Dans un futur proche, la Lune est devenue la colonie pénitentiaire d’une Terre qui rejette fermement les opposants politiques à son mode de vie.
Tout irait pour le mieux dans le pire des mondes si ce lumpen prolétariat carcéral composé des prisonniers et de leurs descendants n’avait décidé de se révolter et de reprendre les rênes de sa destinée.

Robert Heinlein surprend et étonne, une fois de plus, sur un terrain où on ne l’attendait pas ! Il est vrai que bâtir un roman de SF très inspiré des thèses issues d’une époque précédant la Première Internationale Ouvrière était un choix aventureux.
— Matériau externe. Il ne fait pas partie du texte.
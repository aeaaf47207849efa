//! Diagnostics and derived operators for symbolic element matrices.
//!
//! These are the inspection tools applied after assembly: the symmetric/antisymmetric
//! decomposition, the discrete algebraic-upwind diffusion operator, the
//! streamline/crosswind split of the diffusion bilinear form, and simplified row-sum
//! diagnostics.

use itertools::iproduct;
use nalgebra::allocator::Allocator;
use nalgebra::{DefaultAllocator, DimName, OMatrix, OVector, U1};
use num::Zero;

use crate::symbolic::Expr;

/// The symmetric part $\frac{1}{2}(A + A^T)$, simplified entrywise.
pub fn symmetric_part<D>(matrix: &OMatrix<Expr, D, D>) -> OMatrix<Expr, D, D>
where
    D: DimName,
    DefaultAllocator: Allocator<Expr, D, D>,
{
    ((matrix + matrix.transpose()) * Expr::rational(1, 2)).map(|e| e.simplified())
}

/// The antisymmetric part $\frac{1}{2}(A - A^T)$, simplified entrywise.
pub fn antisymmetric_part<D>(matrix: &OMatrix<Expr, D, D>) -> OMatrix<Expr, D, D>
where
    D: DimName,
    DefaultAllocator: Allocator<Expr, D, D>,
{
    ((matrix - matrix.transpose()) * Expr::rational(1, 2)).map(|e| e.simplified())
}

/// The discrete algebraic-upwind diffusion operator of Kuzmin–Turek type for the given
/// transport matrix $K$:
///
/// $$ d_{ab} = \max(0, -K_{ab}, -K_{ba}) \quad (a \neq b), \qquad
///    d_{aa} = -\sum_{b \neq a} d_{ab}. $$
///
/// The operator is symmetric with zero row sums by construction, and $K + D$ has
/// non-negative off-diagonal entries.
pub fn discrete_upwind_operator<D>(matrix: &OMatrix<Expr, D, D>) -> OMatrix<Expr, D, D>
where
    D: DimName,
    DefaultAllocator: Allocator<Expr, D, D>,
{
    let n = D::dim();
    let mut d = OMatrix::<Expr, D, D>::zeros();
    for (a, b) in iproduct!(0..n, 0..n) {
        if a == b {
            continue;
        }
        let k_ab = (-matrix[(a, b)].clone()).simplified();
        let k_ba = (-matrix[(b, a)].clone()).simplified();
        d[(a, b)] = Expr::max(vec![Expr::zero(), k_ab, k_ba]);
    }
    for a in 0..n {
        let mut off_diagonal_sum = Expr::zero();
        for b in 0..n {
            if b != a {
                off_diagonal_sum += d[(a, b)].clone();
            }
        }
        d[(a, a)] = -off_diagonal_sum;
    }
    d
}

/// The streamline diffusion matrix $S = G^T P\, G$ with the streamline projector
/// $P = \frac{u u^T}{|u|^2}$: the part of the diffusion bilinear form acting along the
/// convective velocity.
pub fn streamline_diffusion_matrix<D, N>(
    velocity: &OVector<Expr, D>,
    gradients: &OMatrix<Expr, D, N>,
) -> OMatrix<Expr, N, N>
where
    D: DimName,
    N: DimName,
    DefaultAllocator: Allocator<Expr, D>
        + Allocator<Expr, U1, D>
        + Allocator<Expr, D, D>
        + Allocator<Expr, D, N>
        + Allocator<Expr, N, D>
        + Allocator<Expr, N, N>,
{
    let speed_squared = velocity
        .iter()
        .map(|u| u.clone() * u.clone())
        .fold(Expr::zero(), |acc, term| acc + term);
    let projector = (velocity * velocity.transpose()) * speed_squared.recip();
    (gradients.transpose() * projector * gradients).map(|e| e.simplified())
}

/// The crosswind diffusion matrix $X = G^T (I - P) G$: the complement of the
/// streamline part, so that $S + X = G^T G$.
pub fn crosswind_diffusion_matrix<D, N>(
    velocity: &OVector<Expr, D>,
    gradients: &OMatrix<Expr, D, N>,
) -> OMatrix<Expr, N, N>
where
    D: DimName,
    N: DimName,
    DefaultAllocator: Allocator<Expr, D>
        + Allocator<Expr, U1, D>
        + Allocator<Expr, D, D>
        + Allocator<Expr, D, N>
        + Allocator<Expr, N, D>
        + Allocator<Expr, N, N>,
{
    let full = gradients.transpose() * gradients;
    (full - streamline_diffusion_matrix(velocity, gradients)).map(|e| e.simplified())
}

/// Per-row symbolic sums, simplified. For a convection matrix the row sums vanish by
/// partition of unity; for the discrete upwind operator they vanish by construction.
pub fn matrix_row_sums<R, C>(matrix: &OMatrix<Expr, R, C>) -> OVector<Expr, R>
where
    R: DimName,
    C: DimName,
    DefaultAllocator: Allocator<Expr, R, C> + Allocator<Expr, R>,
{
    OVector::from_fn(|a, _| {
        matrix
            .row(a)
            .iter()
            .cloned()
            .fold(Expr::zero(), |acc, entry| acc + entry)
            .simplified()
    })
}
//! A minimal exact symbolic kernel, sized to what the element derivation needs.
//!
//! Expressions are trees over rational constants, named symbols, sums, products,
//! integer powers and maxima — there is deliberately no calculus and no equation
//! solving. The central design point is that [`Expr`] satisfies the scalar trait
//! bounds of `nalgebra`, so element matrices are ordinary `nalgebra` matrices with
//! symbolic entries and the weak-form assembly is written as matrix algebra.

mod eval;
mod expr;
mod latex;
mod simplify;

pub use expr::{Expr, Rational, Symbol};
pub use latex::{latex, latex_matrix};
pub use simplify::simplify;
Robert Heinlein (1907-1988) figure tutélaire de l’âge d’or de la SF à l’égal d’Isaac Asimov ou de Ray Bradbury, a livré quelques chefs d’œuvres de la SF en explorant souvent des territoires de l’imaginaire qui n’auraient jamais dû l’accueillir.
On le sait, ses opinions politiques étaient plutôt tranchées et la postérité, ô combien réductrice et simplificatrice, retient surtout ses engagements pro guerre du Vietnam et franchement de droite.
Cependant, rien n’était blanc ou noir chez cet homme, et, exemple parfait de l’art du contre-pied du grand maître, « En Terre Étrangère » fut quasiment le livre de chevet de la flower generation.
Quant à ce « Révolte sur la Lune », c’est quasiment -et schématiquement- l’histoire d’une révolution libertarienne sise sur la Lune dans les années 2075. Ouvrons une parenthèse : optique steampunk en moins, tout cela devrait aussi vous rappeler le roman hommage de Joahn Heliot intitulé « La Lune Seule le Sait » critiqué ici et par les confrères Hervé et Henri. Fermons la parenthèse.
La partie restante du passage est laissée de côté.